A '50s Moscow with pop music
By Michael O'Sullivan
Friday, Apr. 6, 2012

Set in Moscow in the mid-1950s, the Russian musical "Hipsters" is a candy-colored confection with a dark, bittersweet center. Focusing on a group of pop-music-loving young people in pompadours and swing skirts, it's a cartoonish fantasia, pitting a small subculture of sex and rock-and-roll against the gray, monolithic conformity of Communism.

Guess who wins?

In filmmaker Valeriy Todorovskiy's telling, the self-described stilyagi, or hipsters, at the heart of the film may have flourished only briefly, but they sowed seeds that would bear fruit in the new, more open Russia of today. The film ends with the heroes of "Hipsters" - who look like extras from "Hairspray" - taking to the streets of Moscow, as hippies, punks and hoodie-wearing rap fans join them in an rousing closing song.

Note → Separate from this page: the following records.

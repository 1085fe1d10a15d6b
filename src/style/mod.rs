//! Element styles and the stylesheet they are loaded from

pub mod stylesheet;

pub use stylesheet::StylesheetError;

use crate::layout::{PaperSize, COURIER_CHAR_WIDTH, COURIER_LINE_HEIGHT};
use crate::screenplay::LineType;
use rustc_hash::FxHashMap;
use serde::Serialize;
use stylesheet::{Declaration, Unit, Value};

/// Stylesheet bundled with the crate
pub const DEFAULT_STYLESHEET: &str = include_str!("screenplay.css");

/// Horizontal distance between the left and right dual dialogue columns
pub const DUAL_COLUMN_OFFSET: f32 = 32.0 * COURIER_CHAR_WIDTH;

#[derive(Debug, Clone, Copy, PartialEq, Eq, Default, Serialize)]
#[serde(rename_all = "lowercase")]
pub enum TextAlign {
    #[default]
    Left,
    Center,
    Right,
}

/// Resolved style of one element type
#[derive(Debug, Clone, PartialEq)]
pub struct RenderStyle {
    pub name: String,
    /// Column width on A4 paper, in character cells
    pub width_a4: f32,
    /// Column width on US Letter paper, in character cells
    pub width_us: f32,
    /// Space above the element, in lines
    pub margin_top: f32,
    /// Indent from the left content edge, in character cells
    pub margin_left: f32,
    pub text_align: TextAlign,
    pub bold: bool,
    pub italic: bool,
    pub underline: bool,
    pub uppercase: bool,
    /// Takes no space and is never drawn
    pub hidden: bool,
}

impl Default for RenderStyle {
    fn default() -> Self {
        Self {
            name: "default".to_string(),
            width_a4: 59.0,
            width_us: 61.0,
            margin_top: 1.0,
            margin_left: 0.0,
            text_align: TextAlign::Left,
            bold: false,
            italic: false,
            underline: false,
            uppercase: false,
            hidden: false,
        }
    }
}

impl RenderStyle {
    /// Column width in points for the given paper
    pub fn width(&self, paper: PaperSize) -> f32 {
        let chars = match paper {
            PaperSize::A4 => self.width_a4,
            PaperSize::UsLetter => self.width_us,
        };
        chars * COURIER_CHAR_WIDTH
    }

    /// Vertical space above the element in points
    pub fn spacing_before(&self, line_height: f32) -> f32 {
        self.margin_top * line_height
    }

    /// Left indent in points
    pub fn left_offset(&self) -> f32 {
        self.margin_left * COURIER_CHAR_WIDTH
    }

    fn apply(&mut self, decl: &Declaration) -> Result<(), StylesheetError> {
        let invalid = || StylesheetError::InvalidValue {
            property: decl.property.clone(),
            value: decl.raw.clone(),
        };
        let chars = |value: &Value| match *value {
            Value::Length(n, Unit::Chars) | Value::Number(n) => Some(n),
            Value::Length(n, Unit::Points) => Some(n / COURIER_CHAR_WIDTH),
            _ => None,
        };
        let lines = |value: &Value| match *value {
            Value::Length(n, Unit::Lines) | Value::Number(n) => Some(n),
            Value::Length(n, Unit::Points) => Some(n / COURIER_LINE_HEIGHT),
            _ => None,
        };
        let flag = |value: &Value, on: &str, off: &str| match value {
            Value::Bool(b) => Some(*b),
            Value::Ident(s) if s.eq_ignore_ascii_case(on) => Some(true),
            Value::Ident(s) if s.eq_ignore_ascii_case(off) => Some(false),
            _ => None,
        };

        let value = &decl.value;
        match decl.property.as_str() {
            "width" => {
                let w = chars(value).ok_or_else(invalid)?;
                self.width_a4 = w;
                self.width_us = w;
            }
            "width-a4" => self.width_a4 = chars(value).ok_or_else(invalid)?,
            "width-us" => self.width_us = chars(value).ok_or_else(invalid)?,
            "margin-top" => self.margin_top = lines(value).ok_or_else(invalid)?,
            "margin-left" => self.margin_left = chars(value).ok_or_else(invalid)?,
            "text-align" => {
                self.text_align = match value {
                    Value::Ident(s) if s.eq_ignore_ascii_case("left") => TextAlign::Left,
                    Value::Ident(s) if s.eq_ignore_ascii_case("center") => TextAlign::Center,
                    Value::Ident(s) if s.eq_ignore_ascii_case("right") => TextAlign::Right,
                    _ => return Err(invalid()),
                }
            }
            "font-weight" | "bold" => self.bold = flag(value, "bold", "normal").ok_or_else(invalid)?,
            "font-style" | "italic" => {
                self.italic = flag(value, "italic", "normal").ok_or_else(invalid)?
            }
            "text-decoration" | "underline" => {
                self.underline = flag(value, "underline", "none").ok_or_else(invalid)?
            }
            "text-transform" | "uppercase" => {
                self.uppercase = flag(value, "uppercase", "none").ok_or_else(invalid)?
            }
            "display" => self.hidden = !flag(value, "block", "none").ok_or_else(invalid)?,
            other => {
                tracing::debug!(property = other, style = %self.name, "ignoring unknown style property");
            }
        }
        Ok(())
    }
}

/// Normalize a selector to the key used by `LineType::style_name`
fn style_key(selector: &str) -> String {
    selector
        .chars()
        .filter(|c| !matches!(c, ' ' | '-' | '_'))
        .flat_map(char::to_lowercase)
        .collect()
}

/// Style lookup by element type
#[derive(Debug, Clone)]
pub struct Styles {
    styles: FxHashMap<String, RenderStyle>,
    fallback: RenderStyle,
}

impl Default for Styles {
    fn default() -> Self {
        Self::from_stylesheet(DEFAULT_STYLESHEET).unwrap_or_else(|err| {
            tracing::warn!(error = %err, "bundled stylesheet failed to load, using fallback styles");
            Self::empty()
        })
    }
}

impl Styles {
    /// Styles with no entries; every lookup resolves to the fallback
    pub fn empty() -> Self {
        Self {
            styles: FxHashMap::default(),
            fallback: RenderStyle::default(),
        }
    }

    /// Build styles from stylesheet source
    ///
    /// Rules apply in source order, so later rules refine earlier ones.
    pub fn from_stylesheet(source: &str) -> Result<Self, StylesheetError> {
        let rules = stylesheet::parse(source)?;
        let mut styles = Self::empty();

        for rule in &rules {
            for selector in &rule.selectors {
                let key = style_key(selector);
                let style = styles.styles.entry(key.clone()).or_insert_with(|| RenderStyle {
                    name: key,
                    ..RenderStyle::default()
                });
                for decl in &rule.declarations {
                    style.apply(decl)?;
                }
            }
        }

        for kind in LineType::PRINTABLE {
            if !styles.styles.contains_key(kind.style_name()) {
                tracing::warn!(
                    element = kind.style_name(),
                    "stylesheet has no style for element, falling back to default"
                );
            }
        }
        Ok(styles)
    }

    /// Style for an element type, or the fallback style when missing
    pub fn style_for(&self, kind: LineType) -> &RenderStyle {
        self.styles.get(kind.style_name()).unwrap_or(&self.fallback)
    }

    pub fn get(&self, name: &str) -> Option<&RenderStyle> {
        self.styles.get(&style_key(name))
    }
}

#[cfg(test)]
mod tests {
    use super::*;
    use tracing_test::traced_test;

    #[test]
    fn test_default_styles_cover_printable_types() {
        let styles = Styles::from_stylesheet(DEFAULT_STYLESHEET).unwrap();
        for kind in LineType::PRINTABLE {
            assert!(styles.get(kind.style_name()).is_some(), "{kind:?}");
        }
    }

    #[test]
    fn test_later_rules_refine() {
        let styles = Styles::default();
        let character = styles.style_for(LineType::Character);
        let more = styles.style_for(LineType::More);
        assert_eq!(character.margin_top, 1.0);
        assert_eq!(more.margin_top, 0.0);
        assert_eq!(more.margin_left, character.margin_left);
        assert!(styles.style_for(LineType::PageBreak).hidden);
    }

    #[test]
    fn test_widths() {
        let styles = Styles::default();
        let action = styles.style_for(LineType::Action);
        assert!((action.width(PaperSize::UsLetter) - 61.0 * 7.2).abs() < 0.001);
        assert!((action.width(PaperSize::A4) - 59.0 * 7.2).abs() < 0.001);
        let dual = styles.style_for(LineType::DualDialogue);
        assert_eq!(dual.width_a4, dual.width_us);
    }

    #[test]
    fn test_invalid_value() {
        let err = Styles::from_stylesheet("Action { text-align: sideways; }").unwrap_err();
        assert_eq!(
            err,
            StylesheetError::InvalidValue {
                property: "text-align".into(),
                value: "sideways".into(),
            }
        );
    }

    #[traced_test]
    #[test]
    fn test_missing_style_falls_back() {
        let styles = Styles::from_stylesheet("Action { margin-top: 3l; }").unwrap();
        assert_eq!(styles.style_for(LineType::Action).margin_top, 3.0);
        assert_eq!(styles.style_for(LineType::Dialogue).name, "default");
        assert!(logs_contain("stylesheet has no style for element"));
    }
}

It's cheerful, if slightly silly stuff, a Slavic Coke commercial about the power of music.

There is, however, a more serious subtext to the film, which focuses on the love story between Mels (Anton Shagin) and Polina (Oksana Akinshina) - or "Mel" and "Polly" as they call themselves, in an evocation of the American culture they fetishize. At the start of the film, Mels is a card-carrying member of the Komsomol, or Communist Youth League, and Polina is an alpha female in the gang that frequents the underground jazz clubs of the street her pals have dubbed "Broadway."

Soon Mels is wearing pink shirts and green jackets, and wailing on a sax he picked up on the black market. (There are lots of cute bits about buying contraband neckties and cutting crude LP records on X-ray film. Who knows - or cares - whether any of this is historically accurate? It's fun.)

The serious stuff kicks in late in the film, after Mels and Polina have fallen in love - and into bed and its consequences. By that time, the leader of the hipsters, Fyodor, a.k.a. "Fred" (Maksim Matveev), has sold out to the man, cutting his Elvis 'do and taking a job as a diplomat in America to appease his politically connected father. When Mels and Polina set up house in a communal apartment building with Mels's father and younger brother, the lovebirds discover that growing up isn't necessarily like it is in pop songs.

Todorovskiy is telling us that with responsibility comes compromise and youth doesn't last forever. There's a poignant scene where a newly conservative, business-suited Fred returns from his U.S. post, telling Mels that - contrary to their dreams - there are no hipsters in America.

He probably isn't lying. A more likely explanation is that they're now invisible to him - he just can't see them anymore.

"Hipsters" doesn't belabor that point. It's far more interested in style than story. But if it has a message, it's this: You're only young once, so you might as well act like it while you still can.

Contains nudity and sexuality. In Russian with subtitles.